Let the output be exactly the lines from the one containing "#[derive(Debug, thiserror::Error, PartialEq, Eq)]" through the end of the records below, both included.
*** AVAILABLE RECORDS Section Begins ***
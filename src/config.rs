//! Host process configuration from the environment.
//!
//! `.env` is loaded by `main` before `HostConfig::from_env` runs. Leptos
//! build options come from `[package.metadata.leptos]` instead.

#[cfg(test)]
#[path = "config_test.rs"]
mod config_test;

use std::net::{IpAddr, Ipv4Addr, SocketAddr};

pub const DEFAULT_PORT: u16 = 3000;
pub const DEFAULT_HOST: IpAddr = IpAddr::V4(Ipv4Addr::UNSPECIFIED);

#[derive(Debug, thiserror::Error, PartialEq, Eq)]
pub enum ConfigError {
    #[error("invalid {key}: {value:?}")]
    Invalid { key: &'static str, value: String },
}

#[derive(Clone, Copy, Debug, PartialEq, Eq)]
pub struct HostConfig {
    pub host: IpAddr,
    pub port: u16,
}

impl HostConfig {
    /// Read `HOST` and `PORT`.
    ///
    /// # Errors
    ///
    /// Returns `ConfigError::Invalid` when a variable is set but unparseable.
    pub fn from_env() -> Result<Self, ConfigError> {
        Self::from_lookup(|key| std::env::var(key).ok())
    }

    pub(crate) fn from_lookup(lookup: impl Fn(&str) -> Option<String>) -> Result<Self, ConfigError> {
        Ok(Self {
            host: parse_or("HOST", lookup("HOST"), DEFAULT_HOST)?,
            port: parse_or("PORT", lookup("PORT"), DEFAULT_PORT)?,
        })
    }

    pub fn socket_addr(self) -> SocketAddr {
        SocketAddr::new(self.host, self.port)
    }
}

fn parse_or<T: std::str::FromStr>(key: &'static str, raw: Option<String>, default: T) -> Result<T, ConfigError> {
    match raw.as_deref().map(str::trim) {
        None | Some("") => Ok(default),
        Some(value) => value.parse().map_err(|_| ConfigError::Invalid { key, value: value.to_owned() }),
    }
}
*** AVAILABLE RECORDS Section Ends ***
EXPECTED ANSWER:
#[derive(Debug, thiserror::Error, PartialEq, Eq)]
pub enum ConfigError {
    #[error("invalid {key}: {value:?}")]
    Invalid { key: &'static str, value: String },
}

#[derive(Clone, Copy, Debug, PartialEq, Eq)]
pub struct HostConfig {
    pub host: IpAddr,
    pub port: u16,
}

impl HostConfig {
    /// Read `HOST` and `PORT`.
    ///
    /// # Errors
    ///
    /// Returns `ConfigError::Invalid` when a variable is set but unparseable.
    pub fn from_env() -> Result<Self, ConfigError> {
        Self::from_lookup(|key| std::env::var(key).ok())
    }

    pub(crate) fn from_lookup(lookup: impl Fn(&str) -> Option<String>) -> Result<Self, ConfigError> {
        Ok(Self {
            host: parse_or("HOST", lookup("HOST"), DEFAULT_HOST)?,
            port: parse_or("PORT", lookup("PORT"), DEFAULT_PORT)?,
        })
    }

    pub fn socket_addr(self) -> SocketAddr {
        SocketAddr::new(self.host, self.port)
    }
}

fn parse_or<T: std::str::FromStr>(key: &'static str, raw: Option<String>, default: T) -> Result<T, ConfigError> {
    match raw.as_deref().map(str::trim) {
        None | Some("") => Ok(default),
        Some(value) => value.parse().map_err(|_| ConfigError::Invalid { key, value: value.to_owned() }),
    }
}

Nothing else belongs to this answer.